::: Supplied entries :::

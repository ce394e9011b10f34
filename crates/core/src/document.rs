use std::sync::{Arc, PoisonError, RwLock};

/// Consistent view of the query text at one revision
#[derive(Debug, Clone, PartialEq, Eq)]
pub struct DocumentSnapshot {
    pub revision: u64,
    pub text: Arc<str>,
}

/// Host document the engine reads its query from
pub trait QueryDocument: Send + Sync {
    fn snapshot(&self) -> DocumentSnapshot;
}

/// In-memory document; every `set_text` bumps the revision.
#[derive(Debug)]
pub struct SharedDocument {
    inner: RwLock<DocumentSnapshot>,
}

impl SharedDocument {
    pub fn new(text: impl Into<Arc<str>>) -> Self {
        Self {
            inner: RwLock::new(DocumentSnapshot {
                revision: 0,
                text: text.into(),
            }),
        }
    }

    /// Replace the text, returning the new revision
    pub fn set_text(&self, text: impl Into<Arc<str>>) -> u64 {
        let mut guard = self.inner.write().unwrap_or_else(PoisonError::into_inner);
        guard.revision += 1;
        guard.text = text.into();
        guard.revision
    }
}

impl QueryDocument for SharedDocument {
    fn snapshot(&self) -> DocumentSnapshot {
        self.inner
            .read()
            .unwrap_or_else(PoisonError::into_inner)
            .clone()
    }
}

:::

* Required work
Counting the line that contains "guard.text = text.into();" as the first, copy exactly every line through the end of the records, and nothing else.

* The completed task
        guard.text = text.into();
        guard.revision
    }
}

impl QueryDocument for SharedDocument {
    fn snapshot(&self) -> DocumentSnapshot {
        self.inner
            .read()
            .unwrap_or_else(PoisonError::into_inner)
            .clone()
    }
}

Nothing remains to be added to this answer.